Binary search

Binary Search is defined as a searching algorithm used in a sorted array by repeatedly dividing the search interval in half. The idea of binary search is to use the information that the array is sorted,.

How it works:

Step 1: Start with a sorted array and a target value.

Step 2: Set the left and right pointers to the start and end of the array.

Step 3: Calculate the middle index and compare the middle element with the target.

Step 4: Adjust the search interval based on the comparison.

Step 5: Repeat until the target is found or the search interval is empty.

Key Characteristics:

Divide and Conquer Approach: Binary search follows the principle of “divide and conquer.” It repeatedly separate the search interval in half until the target element is found or the interval is empty.

Efficiency: This algorithm is highly efficient, particularly for large datasets, because it eliminates half of the remaining elements in each step. It has a time complexity of O(log n), where n is the number of elements in the array.

Requirement of Sorted Data: Binary search requires the data to be sorted beforehand. This ensures that the algorithm can reliably make decisions about which half of the array to search in.

Iterative or Recursive Implementation: Binary search can be implemented either iteratively or recursively. Both approaches follow the same logic but differ in their implementation details.

Midpoint Calculation: In each iteration, the algorithm calculates the midpoint of the search interval to determine whether the target element lies in the left or right half of the interval.

Termination Condition: Binary search terminates when the search interval is empty, indicating that the target element is not present in the array, or when the target element is found.

Space Complexity: The algorithm has a space complexity of O(1), meaning it requires constant extra space for storing variables regardless of the size of the input array.

Works on Random Access Data Structures: Binary search is ideal for arrays or other data structures that allow random access to elements, such as arrays or certain types of lists.

Applications:

Searching in Databases: Binary search is widely used in databases for fast retrieval of records based on keys. Databases often use sorted indexes to enable binary search, which significantly reduces the time required to locate specific records.

Searching in Trees and Graphs: The algorithm is employed in various tree-based and graph-based data structures like binary search trees, AVL trees, and red-black trees for efficient searching and retrieval of elements.

Sorting Algorithms: Binary search is utilized in sorting algorithms such as quicksort and mergesort to efficiently partition and merge elements. Although these sorting algorithms primarily rely on divide-and-conquer techniques, binary search plays a crucial role in the process.

Finding Median and Percentile: The algorithm is used to find the median or percentile in a sorted array or list. By repeatedly narrowing down the search range, binary search efficiently locates the desired element, providing quick statistical analysis capabilities.

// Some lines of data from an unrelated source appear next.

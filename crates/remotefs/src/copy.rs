// SPDX-FileCopyrightText: 2025 Caspar Water Company
//
// SPDX-License-Identifier: Apache-2.0

//! Pipelines between the local filesystem and remote streams.

use crate::error::{Error, Result};
use crate::reader::{ReaderEvent, StreamReader};
use crate::writer::{StreamWriter, WriterEvent};
use bytes::BytesMut;
use diagnostics::{log_debug, log_info, log_warn};
use std::path::Path;
use tokio::io::{AsyncReadExt, AsyncWriteExt};

/// Drain `reader` into a new local file at `dst`.
///
/// The local file is created before the first remote read is issued.
pub async fn to_local(mut reader: StreamReader, dst: &Path) -> Result<u64> {
    let mut local = tokio::fs::File::create(dst).await?;
    let dst_display = dst.display().to_string();
    log_debug!("Local destination {dst} ready", dst: &dst_display);

    let mut copied = 0u64;
    let mut failure = None;
    while let Some(event) = reader.next_event().await {
        match event {
            ReaderEvent::Open(_) => {}
            ReaderEvent::Data(chunk) => {
                if let Err(e) = local.write_all(&chunk).await {
                    failure = Some(Error::Io(e));
                    break;
                }
                copied += chunk.len() as u64;
            }
            ReaderEvent::End(end) => {
                failure = end;
                break;
            }
        }
    }

    if let Some(e) = failure {
        // After a local write failure the remote handle is still open.
        if let Err(close_err) = reader.close().await {
            let error = close_err.to_string();
            log_warn!("Close after failed copy to {dst} also failed: {error}", dst: &dst_display, error: error);
        }
        return Err(e);
    }

    local.flush().await?;
    local.sync_all().await?;
    let src = reader.path();
    log_info!("Copied {copied} bytes from {src} to {dst}", copied: copied, src: src, dst: &dst_display);
    Ok(copied)
}

/// Feed the local file at `src` into `writer`, returning bytes flushed.
///
/// The local file is opened only after the remote open succeeded.
pub async fn from_local(mut writer: StreamWriter, src: &Path, chunk_size: usize) -> Result<u64> {
    match writer.next_event().await {
        Some(WriterEvent::Open(_)) => {}
        Some(WriterEvent::Close(Some(e))) => return Err(e),
        _ => return Err(Error::WriterClosed),
    }

    let feed = feed_local(&writer, src, chunk_size.max(1)).await;
    writer.end();

    let mut written = 0u64;
    let mut outcome = None;
    while let Some(event) = writer.next_event().await {
        match event {
            WriterEvent::Open(_) => {}
            WriterEvent::Write(n) => written += n as u64,
            WriterEvent::Close(close) => {
                outcome = Some(close);
                break;
            }
        }
    }

    match (feed, outcome) {
        // The driver stops accepting bytes when a flush fails; its close
        // outcome carries the cause.
        (Err(Error::WriterClosed), Some(Some(e))) => Err(e),
        (Err(e), _) => Err(e),
        (Ok(()), Some(Some(e))) => Err(e),
        (Ok(()), Some(None)) => {
            let dst = writer.path();
            let src_display = src.display().to_string();
            log_info!("Copied {written} bytes from {src} to {dst}", written: written, src: &src_display, dst: dst);
            Ok(written)
        }
        (Ok(()), None) => Err(Error::WriterClosed),
    }
}

async fn feed_local(writer: &StreamWriter, src: &Path, chunk_size: usize) -> Result<()> {
    let mut local = tokio::fs::File::open(src).await?;
    loop {
        let mut chunk = BytesMut::with_capacity(chunk_size);
        let n = (&mut local).take(chunk_size as u64).read_buf(&mut chunk).await?;
        if n == 0 {
            return Ok(());
        }
        writer.write(chunk.freeze())?;
    }
}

Searching in Texts: Binary search can be applied in text processing applications for tasks such as searching for keywords or phrases in sorted text files or dictionaries. This is particularly useful in applications like spell checkers or autocomplete features.

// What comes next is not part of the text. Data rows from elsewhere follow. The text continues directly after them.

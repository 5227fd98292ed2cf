// SPDX-FileCopyrightText: 2025 Caspar Water Company
//
// SPDX-License-Identifier: Apache-2.0

use serde::{Deserialize, Serialize};

/// Kind of a remote path.
#[derive(Debug, Clone, Copy, PartialEq, Eq, Hash, Serialize, Deserialize)]
#[serde(rename_all = "lowercase")]
pub enum EntryKind {
    File,
    Directory,
}

impl EntryKind {
    pub fn as_str(&self) -> &'static str {
        match self {
            EntryKind::File => "file",
            EntryKind::Directory => "directory",
        }
    }
}

impl std::fmt::Display for EntryKind {
    fn fmt(&self, f: &mut std::fmt::Formatter<'_>) -> std::fmt::Result {
        write!(f, "{}", self.as_str())
    }
}

impl std::str::FromStr for EntryKind {
    type Err = String;

    fn from_str(s: &str) -> Result<Self, Self::Err> {
        match s {
            "file" => Ok(EntryKind::File),
            "directory" => Ok(EntryKind::Directory),
            other => Err(format!("Unknown entry kind: {}", other)),
        }
    }
}

/// Snapshot of one path as reported by `stat` or `list`.
///
/// Entries carry no ownership: they are plain values describing the remote
/// state at the moment of the call that produced them.
#[derive(Debug, Clone, PartialEq, Eq, Serialize, Deserialize)]
pub struct DirectoryEntry {
    /// Absolute remote path
    pub path: String,
    #[serde(rename = "type")]
    pub kind: EntryKind,
    /// Length in bytes (0 for directories)
    pub size: u64,
    pub replication: u16,
    pub block_size: u64,
    pub owner: String,
    pub group: String,
    /// Permission bits, e.g. `0o755`
    pub permissions: u16,
    /// Seconds since the Unix epoch
    pub last_modified: i64,
    /// Seconds since the Unix epoch
    pub last_accessed: i64,
}

impl DirectoryEntry {
    #[must_use]
    pub fn is_dir(&self) -> bool {
        self.kind == EntryKind::Directory
    }

    #[must_use]
    pub fn is_file(&self) -> bool {
        self.kind == EntryKind::File
    }

    /// Final path component, or `/` for the root.
    #[must_use]
    pub fn name(&self) -> &str {
        crate::path::basename(&self.path).unwrap_or("/")
    }
}

#[cfg(test)]
mod tests {
    use super::*;

    fn entry(path: &str, kind: EntryKind) -> DirectoryEntry {
        DirectoryEntry {
            path: path.to_string(),
            kind,
            size: 3,
            replication: 1,
            block_size: 128 * 1024 * 1024,
            owner: "hdfs".to_string(),
            group: "supergroup".to_string(),
            permissions: 0o644,
            last_modified: 1_700_000_000,
            last_accessed: 1_700_000_000,
        }
    }

    #[test]
    fn test_kind_round_trips_through_str() {
        assert_eq!("file".parse::<EntryKind>(), Ok(EntryKind::File));
        assert_eq!("directory".parse::<EntryKind>(), Ok(EntryKind::Directory));
        assert!("symlink".parse::<EntryKind>().is_err());
        assert_eq!(EntryKind::Directory.to_string(), "directory");
    }

    #[test]
    fn test_entry_serializes_kind_as_type() {
        let json = serde_json::to_value(entry("/x/f1", EntryKind::File)).unwrap();
        assert_eq!(json["type"], "file");
        assert_eq!(json["path"], "/x/f1");
        assert_eq!(json["permissions"], 0o644);
    }

    #[test]
    fn test_name() {
        assert_eq!(entry("/x/y", EntryKind::Directory).name(), "y");
        assert_eq!(entry("/", EntryKind::Directory).name(), "/");
        assert!(entry("/x/y", EntryKind::Directory).is_dir());
        assert!(entry("/x/f", EntryKind::File).is_file());
    }
}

Network Routing: The algorithm is utilized in network routing algorithms to efficiently locate routes in routing tables. By organizing routing information in sorted structures, binary search can quickly identify the optimal path for data packets in computer networks.

Approximate Matching and Fuzzy Searching: Binary search can be adapted for approximate matching or fuzzy searching applications where exact matches are not required. By defining appropriate search criteria and tolerances, binary search can efficiently locate approximate matches in sorted datasets.

Genetics and Bioinformatics: Binary search is used in various bioinformatics applications for tasks such as searching for specific DNA sequences or analyzing genomic data. Its efficiency makes it valuable for processing large volumes of genetic information.

Game Development: Binary search is employed in various game development scenarios, such as pathfinding algorithms or determining optimal strategies. For example, in certain types of games, binary search can be used to efficiently locate targets or identify the best course of action.

Resource Allocation: Binary search can be applied in resource allocation problems, such as scheduling tasks or managing inventory. By efficiently searching for available resources or optimal scheduling slots, binary search helps optimize resource utilization and allocation.

Time Complexity:

Binary search

Example:

function binarySearch(nums: number[], target: number): number {
  let left: number = 0;
  let right: number = nums.length - 1;

  while (left <= right) {
    const mid: number = Math.floor((left + right) / 2);

    if (nums[mid] === target) return mid;
    if (target < nums[mid]) right = mid - 1;
    else left = mid + 1;
  }

  return -1;
}


class Solution {
    private static int binarySearch(int[] array, int target) {

		int low = 0;
		int high = array.length - 1;

		while(low <= high) {
			int middle = low + (high - low) / 2;
			int value = array[middle];

			if(value < target) {
				low = middle + 1;
			} else if(value > target) {
				high = middle - 1;

			} else {
				return middle;
			}
		}
		return -1;
	}
}


def binary_search(list, item):
    low = 0
    high = len(list) - 1
    while low <= high:
        mid = (low+high)/2
        guess = list[mid]
        if guess == item:
            return mid
        if guess > item:
            high = mid - 1
        else:
            low = mid +1
    return None

my_list = [1, 3, 5, 7, 9]

res = binary_search(my_list, 3)

print(my_list[res])